Он не стал включать верхний свет, зажег торшер с темно-бордовым абажуром и поставил какую-то музыку. Знакомое, подумалось Евгении. Хампердинк, что ли? Но вслух она своих догадок высказывать не стала, чтобы не попасть пальцем в небо. Наверняка он меломан, знаток… Музыка как-то незаметно захватила ее. Она будто лилась потоком со всех стен и мягко окутывала, завораживая. Что там говорил по этому поводу Остап Бендер? «Типичный охмуреж под звуки мандолины». Кажется, она произнесла это вслух, потому что вернувшийся из кухни с подносом Виктор кивнул:

– А то нет!

Из маленькой навесной полки – книжной, приспособленной под мини-сервант – он достал бокалы. На журнальном столике уже стояла бутылка какого-то вина.

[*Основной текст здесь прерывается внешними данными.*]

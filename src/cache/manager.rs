//! In-memory cache manager with TTL-based freshness
//!
//! Provides a `CacheManager` that stores cloned values keyed by string with
//! expiry timestamps. Entries are never evicted on expiry; they stay readable
//! as stale data until overwritten or cleared.

use chrono::{DateTime, Duration, Utc};
use std::collections::HashMap;
use std::sync::{Mutex, MutexGuard};

/// A single cached value with its timestamps
#[derive(Debug, Clone)]
struct CacheEntry<T> {
    /// The cached data
    data: T,
    /// When the data was cached
    cached_at: DateTime<Utc>,
    /// When the cache entry stops being fresh
    expires_at: DateTime<Utc>,
}

/// Result of reading from cache, including metadata about cache freshness
#[derive(Debug, Clone)]
pub struct CachedData<T> {
    /// The cached data
    pub data: T,
    /// When the data was originally cached
    pub cached_at: DateTime<Utc>,
    /// Whether the cache entry has expired
    pub is_expired: bool,
}

/// Manages reading and writing cached values in memory
///
/// All access goes through a single mutex; each operation holds it only for
/// the duration of one map lookup or update, so the manager can be shared
/// between tasks behind an `Arc` or a `&`.
#[derive(Debug)]
pub struct CacheManager<T> {
    entries: Mutex<HashMap<String, CacheEntry<T>>>,
    ttl: Duration,
}

impl<T: Clone> CacheManager<T> {
    /// Creates an empty cache whose entries stay fresh for `ttl`
    pub fn new(ttl: Duration) -> Self {
        Self {
            entries: Mutex::new(HashMap::new()),
            ttl,
        }
    }

    /// Creates an empty cache with a TTL given in whole seconds
    pub fn with_ttl_secs(ttl_secs: u64) -> Self {
        let secs = i64::try_from(ttl_secs).unwrap_or(i64::MAX);
        Self::new(Duration::try_seconds(secs).unwrap_or(Duration::MAX))
    }

    /// The freshness window applied to new entries
    pub fn ttl(&self) -> Duration {
        self.ttl
    }

    // A panic while holding the lock cannot leave the map half-updated, so a
    // poisoned lock is safe to reuse.
    fn lock(&self) -> MutexGuard<'_, HashMap<String, CacheEntry<T>>> {
        self.entries
            .lock()
            .unwrap_or_else(|poisoned| poisoned.into_inner())
    }

    /// Writes data to the cache, replacing any previous entry for `key`
    pub fn write(&self, key: &str, data: T) {
        let now = Utc::now();
        let entry = CacheEntry {
            data,
            cached_at: now,
            expires_at: now.checked_add_signed(self.ttl).unwrap_or(DateTime::<Utc>::MAX_UTC),
        };

        self.lock().insert(key.to_string(), entry);
    }

    /// Reads data from the cache
    ///
    /// Returns `None` if no entry exists for `key`.
    /// Returns `Some(CachedData)` with `is_expired = true` if the entry exists
    /// but is older than the TTL, so callers can fall back to it when the
    /// upstream is unavailable.
    pub fn read(&self, key: &str) -> Option<CachedData<T>> {
        let entries = self.lock();
        let entry = entries.get(key)?;

        let now = Utc::now();
        let is_expired = now >= entry.expires_at;

        Some(CachedData {
            data: entry.data.clone(),
            cached_at: entry.cached_at,
            is_expired,
        })
    }

    /// Removes every entry
    pub fn clear(&self) {
        self.lock().clear();
    }

    /// Number of entries currently held, fresh or expired
    pub fn len(&self) -> usize {
        self.lock().len()
    }

    /// True when no entries are held
    pub fn is_empty(&self) -> bool {
        self.lock().is_empty()
    }
}
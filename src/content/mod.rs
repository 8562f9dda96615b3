//! Heartcore content delivery client
//!
//! This module contains the client used to fetch content records from the
//! Umbraco Heartcore Content Delivery API, its configuration, and the built-in
//! default content served when the API cannot be reached.

pub mod client;
pub mod config;
pub mod defaults;

use std::collections::BTreeMap;

pub use client::{cache_key, ContentClient, ContentError, ErrorKind};
pub use config::{ClientConfig, ConfigOverrides};
pub use defaults::default_home_page;

/// A single content document as returned by the API
///
/// Content types are defined per project, so records are kept as open JSON
/// objects rather than mapped onto fixed structs.
pub type ContentRecord = serde_json::Map<String, serde_json::Value>;

/// Query parameters sent with a content request
///
/// A sorted map, so that equal option sets always serialize identically.
pub type QueryOptions = BTreeMap<String, String>;
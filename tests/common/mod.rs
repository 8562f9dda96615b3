//! In-process mock of the Heartcore content delivery API
//!
//! Serves `/{project}/content/type/{content_type}` with a response the test
//! can swap at any time, and records every request it receives.

#![allow(dead_code)]

use std::collections::BTreeMap;
use std::net::SocketAddr;
use std::sync::{Arc, Mutex};

use axum::extract::{Path, Query, State};
use axum::http::{HeaderMap, StatusCode};
use axum::routing::get;
use axum::Router;
use heartcore::ClientConfig;
use tokio::sync::oneshot;

pub const PROJECT_ALIAS: &str = "test-project";
pub const API_KEY: &str = "test-key";

/// One request as seen by the mock
#[derive(Debug, Clone)]
pub struct RecordedRequest {
    pub project: String,
    pub content_type: String,
    pub query: BTreeMap<String, String>,
    pub accept: Option<String>,
    pub project_alias_header: Option<String>,
    pub api_key_header: Option<String>,
}

#[derive(Debug)]
struct MockState {
    status: StatusCode,
    body: String,
    requests: Vec<RecordedRequest>,
}

type Shared = Arc<Mutex<MockState>>;

pub struct MockUpstream {
    addr: SocketAddr,
    state: Shared,
    shutdown_tx: Option<oneshot::Sender<()>>,
}

fn header_value(headers: &HeaderMap, name: &str) -> Option<String> {
    headers
        .get(name)
        .and_then(|v| v.to_str().ok())
        .map(str::to_string)
}

async fn content_handler(
    State(state): State<Shared>,
    Path((project, content_type)): Path<(String, String)>,
    Query(query): Query<BTreeMap<String, String>>,
    headers: HeaderMap,
) -> (StatusCode, String) {
    let mut state = state.lock().unwrap();
    state.requests.push(RecordedRequest {
        project,
        content_type,
        query,
        accept: header_value(&headers, "accept"),
        project_alias_header: header_value(&headers, "umb-project-alias"),
        api_key_header: header_value(&headers, "api-key"),
    });
    (state.status, state.body.clone())
}

impl MockUpstream {
    /// Starts the mock on a random local port, answering 200 with `body`
    pub async fn start(body: &str) -> Self {
        let state = Arc::new(Mutex::new(MockState {
            status: StatusCode::OK,
            body: body.to_string(),
            requests: Vec::new(),
        }));

        let app = Router::new()
            .route("/{project}/content/type/{content_type}", get(content_handler))
            .with_state(Arc::clone(&state));

        let listener = tokio::net::TcpListener::bind("127.0.0.1:0")
            .await
            .expect("Failed to bind mock upstream");
        let addr = listener.local_addr().expect("Mock upstream has no address");

        let (shutdown_tx, shutdown_rx) = oneshot::channel::<()>();
        tokio::spawn(async move {
            let _ = axum::serve(listener, app)
                .with_graceful_shutdown(async {
                    let _ = shutdown_rx.await;
                })
                .await;
        });

        Self {
            addr,
            state,
            shutdown_tx: Some(shutdown_tx),
        }
    }

    pub fn url(&self) -> String {
        format!("http://{}", self.addr)
    }

    /// Client configuration pointing at this mock with valid credentials
    pub fn config(&self) -> ClientConfig {
        ClientConfig::new(PROJECT_ALIAS, API_KEY).with_api_url(self.url())
    }

    /// Replaces the response served from now on
    pub fn respond(&self, status: StatusCode, body: &str) {
        let mut state = self.state.lock().unwrap();
        state.status = status;
        state.body = body.to_string();
    }

    pub fn hits(&self) -> usize {
        self.state.lock().unwrap().requests.len()
    }

    pub fn requests(&self) -> Vec<RecordedRequest> {
        self.state.lock().unwrap().requests.clone()
    }
}

impl Drop for MockUpstream {
    fn drop(&mut self) {
        if let Some(tx) = self.shutdown_tx.take() {
            let _ = tx.send(());
        }
    }
}

/// Builds an API response body wrapping the given records
pub fn embedded(records: serde_json::Value) -> String {
    serde_json::json!({ "_embedded": { "content": records } }).to_string()
}

/// Returns a local address that refuses connections
pub async fn closed_port_url() -> String {
    let listener = tokio::net::TcpListener::bind("127.0.0.1:0")
        .await
        .expect("Failed to bind probe listener");
    let addr = listener.local_addr().expect("Probe listener has no address");
    drop(listener);
    format!("http://{}", addr)
}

– «Киндзмараули», – похвастался Виктор. – Из Тбилиси друг привез.

Может, еще не поздно встать и уйти? Но Евгения продолжала сидеть, понимая, что она уже заступила за черту. В детстве, играя в «классики», в таких случаях они кричали друг другу:

– Стратила!

То есть на время выбыла из игры. Вот и она выбыла. Из своей привычной жизни.

Тот день, когда она познакомилась с Виктором и провела у него ночь, вернувшись домой под утро, перевернул ее жизнь. Прежде подруги рассказывали Евгении, что сексом можно заниматься долго, но, сколько она себя помнила в семейной жизни, лишь первую неделю медового месяца они… совокуплялись – какое мерзкое слово! – дважды в день, утром и вечером, потом только вечером, перед сном, потом раз в неделю, потом… Но чтобы всю ночь! Она считала, что женщины, рассказывая о таком, просто преувеличивают.

Вначале она еще повторяла себе: нужно идти домой, но время вдруг стало существовать отдельно от нее. Шло себе и шло, где-то в другом измерении, пока не стало светло за окном.

Сонный Виктор только пробормотал:

– Я тебя провожу.

– Не нужно. Уже утро, а я живу в соседнем доме, – сказала она, целуя его в губы, и смутилась: на нижней губе Виктора темнел синяк. «Евгения, ты страшная женщина!» – подумала она.

– Я буду ждать тебя завтра. В семь, – сказал он. Евгения лишь усмехнулась про себя: ее любовник! У нее никогда прежде не было любовника. А теперь она шла домой, как… А как она шла? Боялась?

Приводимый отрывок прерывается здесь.